Task to complete:
Across the data below, state how many lines hold "MemoryStorageHandler", and reply with nothing but that number.

----- Source material -----

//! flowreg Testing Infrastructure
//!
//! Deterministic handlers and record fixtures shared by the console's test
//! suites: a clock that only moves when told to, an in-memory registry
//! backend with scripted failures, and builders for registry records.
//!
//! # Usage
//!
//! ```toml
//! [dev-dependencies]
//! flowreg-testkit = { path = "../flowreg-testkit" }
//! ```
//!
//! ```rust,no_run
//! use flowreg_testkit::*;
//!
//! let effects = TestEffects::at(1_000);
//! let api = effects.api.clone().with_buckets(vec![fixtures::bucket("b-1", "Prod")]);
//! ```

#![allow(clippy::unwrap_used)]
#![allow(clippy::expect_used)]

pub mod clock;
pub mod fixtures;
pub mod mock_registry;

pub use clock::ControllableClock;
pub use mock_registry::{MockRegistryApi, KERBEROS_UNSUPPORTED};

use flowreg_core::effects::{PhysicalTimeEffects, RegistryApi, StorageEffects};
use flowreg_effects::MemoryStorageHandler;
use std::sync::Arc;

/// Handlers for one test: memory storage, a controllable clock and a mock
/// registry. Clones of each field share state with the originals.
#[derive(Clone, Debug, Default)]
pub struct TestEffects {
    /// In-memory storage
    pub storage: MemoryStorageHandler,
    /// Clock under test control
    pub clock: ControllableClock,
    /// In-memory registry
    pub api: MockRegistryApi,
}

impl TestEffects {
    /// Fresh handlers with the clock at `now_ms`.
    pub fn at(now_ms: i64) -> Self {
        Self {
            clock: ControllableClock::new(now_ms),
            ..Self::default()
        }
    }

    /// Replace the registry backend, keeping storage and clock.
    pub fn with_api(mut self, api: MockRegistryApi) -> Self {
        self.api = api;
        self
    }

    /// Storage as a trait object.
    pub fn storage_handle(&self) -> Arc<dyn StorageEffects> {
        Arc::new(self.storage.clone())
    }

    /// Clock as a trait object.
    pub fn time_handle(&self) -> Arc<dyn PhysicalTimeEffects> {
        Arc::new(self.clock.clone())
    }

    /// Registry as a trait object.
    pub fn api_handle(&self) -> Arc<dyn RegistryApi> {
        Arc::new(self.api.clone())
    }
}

-----

Response below:
2